Sie nimmt Kontakt zu verschiedenen Familienmitgliedern auf und versucht das Puzzle zusammenzusetzen. Dabei muss sie einen regelrechten Drahtseilakt vollführen, denn sie trifft wahlweise auf, Schweigen, Resignation und Leugnung.
Was also kann sie in Erfahrung bringen? Ihre Mutter Paula wird in Südafrika geboren, sie ist 2 Jahre alt, als ihre eigene Mutter stirbt. Der Vater Jimmy heiratet kurz darauf erneut, die Familie wächst - es werden weitere Kinder geboren. Für Paula sind dies alles ihre Brüder und Schwestern, die sie sehr liebt. Paula ist beliebt, ehrgeizig und eine Kämpfernatur. Erst im Verlauf ihres Besuchs in Südafrika kann Emma Brockes Details aus ihrer Verschwandschaft herauskitzeln. Missbrauch durch den eigenen Vater, exzessive Alkoholgelage des Vaters, ein Gerichtsprozess. Ein Vater, der seine Kinder und seine Frau unter Druck setzt. Eine Mutter, die den Geschehnissen zum Teil tatenlos zusieht und viel zu spät die Reißleine für sich und ihre Kinder zieht.

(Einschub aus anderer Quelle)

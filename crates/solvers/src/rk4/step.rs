use stepwise_core::VectorField;

use super::Error;

/// Takes one classical Runge-Kutta step for a scalar ODE `du/dt = f(t, u)`.
///
/// Returns the fourth-order estimate of `u(t0 + dt)`:
///
/// ```text
/// f1 = f(t0,          u0)
/// f2 = f(t0 + dt/2,   u0 + dt*f1/2)
/// f3 = f(t0 + dt/2,   u0 + dt*f2/2)
/// f4 = f(t0 + dt,     u0 + dt*f3)
/// u1 = u0 + dt/6 * (f1 + 2*f2 + 2*f3 + f4)
/// ```
///
/// No checks are made; `f` is assumed total. The result is bit-identical to
/// [`step`] on a one-component state.
///
/// ```
/// use stepwise_solvers::rk4::step_scalar;
///
/// // du/dt = -u (exponential decay)
/// let u1 = step_scalar(0.0, 1.0, 0.01, |_t, u| -u);
/// assert!((u1 - (-0.01_f64).exp()).abs() < 1e-10);
/// ```
pub fn step_scalar<F>(t0: f64, u0: f64, dt: f64, f: F) -> f64
where
    F: Fn(f64, f64) -> f64,
{
    let t_mid = t0 + dt / 2.0;

    let f1 = f(t0, u0);
    let f2 = f(t_mid, u0 + dt * f1 / 2.0);
    let f3 = f(t_mid, u0 + dt * f2 / 2.0);
    let f4 = f(t0 + dt, u0 + dt * f3);

    u0 + (dt / 6.0) * (f1 + 2.0 * f2 + 2.0 * f3 + f4)
}

/// Takes one classical Runge-Kutta step for a vector ODE `du/dt = f(t, u)`.
///
/// Applies the same four stages as [`step_scalar`] component-wise. Each stage
/// evaluates the field once on a whole state vector. Stage states and the
/// returned state are freshly allocated; `state` is never modified.
///
/// NaN and infinity are not trapped and propagate into the result.
///
/// # Errors
///
/// Returns [`Error::StateDimension`] if `state` does not have the field's
/// dimension, or [`Error::DerivativeDimension`] if the field returns a
/// derivative of the wrong length at any stage.
pub fn step<F>(field: &F, t0: f64, state: &[f64], dt: f64) -> Result<Vec<f64>, Error>
where
    F: VectorField + ?Sized,
{
    let expected = field.dimension();
    if state.len() != expected {
        return Err(Error::StateDimension {
            expected,
            found: state.len(),
        });
    }

    let t_mid = t0 + dt / 2.0;
    let t_end = t0 + dt;

    let f1 = evaluate(field, t0, state)?;

    let u1 = offset(state, &f1, |d| dt * d / 2.0);
    let f2 = evaluate(field, t_mid, &u1)?;

    let u2 = offset(state, &f2, |d| dt * d / 2.0);
    let f3 = evaluate(field, t_mid, &u2)?;

    let u3 = offset(state, &f3, |d| dt * d);
    let f4 = evaluate(field, t_end, &u3)?;

    Ok(state
        .iter()
        .enumerate()
        .map(|(i, u)| u + (dt / 6.0) * (f1[i] + 2.0 * f2[i] + 2.0 * f3[i] + f4[i]))
        .collect())
}

/// Evaluates the field and checks the derivative's length.
fn evaluate<F>(field: &F, t: f64, state: &[f64]) -> Result<Vec<f64>, Error>
where
    F: VectorField + ?Sized,
{
    let derivative = field.derivative(t, state);
    if derivative.len() != state.len() {
        return Err(Error::DerivativeDimension {
            t,
            expected: state.len(),
            found: derivative.len(),
        });
    }
    Ok(derivative)
}

/// Returns `state + increment(derivative)` component-wise.
fn offset(state: &[f64], derivative: &[f64], increment: impl Fn(f64) -> f64) -> Vec<f64> {
    state
        .iter()
        .zip(derivative)
        .map(|(u, d)| u + increment(*d))
        .collect()
}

Den Geschwistern fällt es auch nach vielen Jahren Abstand noch enorm schwer, darüber zu sprechen. Nur Stück für Stück kann Emma ihre Familiengeschichte in Erfahrung bringen, weitere Informationen liefern ihr die Unterlagen aus dem Gerichtsprozess.

Ein Buch, dass mir sehr bewegt hat. Es ist eindrucksvoll und auch respektvoll geschrieben, genauso lässt es sich auch lesen. Es ist eine liebevolle Verbeugung vor dem Schicksal der eigenen Mutter, die so stark dafür gekämpft hat ihrem eigenen Kind Mut, Kraft und Stärke mit ins Leben zu geben. Die Art, wie Paula ihr Leben gemeistert hat ist schlicht und ergreifend bewundernswert.
Der leichte Plauderton vom Anfang, mit dem Emma Anekdoten aus ihrer Kindheit erzählt, weichen nach und nach der Sprache einer versierten Journalisten. Doch immer wieder kommen Angst, Unsicherheit, Trauer, Unglauben und Schock zwischen den Zeilen hervor.
Mir hat auch die Art gefallen, wie Emma Brockes über ihre eigenen Ängst schreibt. Ist sie dem Rest der Familie überhaupt willkommen? Wird man mit ihr über das Geschehene sprechen? Wird man sie deshalb ablehnen, wenn sie nachforscht?
Südafrika erscheint zudem wie eine andere Welt, in vielen unterschiedlichen Facetten. Und so facettenreich und auch faszinierend sind auch die Familienmitglieder die Emma trifft. Jeder von ihnen hat auf ganz eigene Weise versucht die Geschichte zu verarbeiten; einige sind auch daran gescheitert.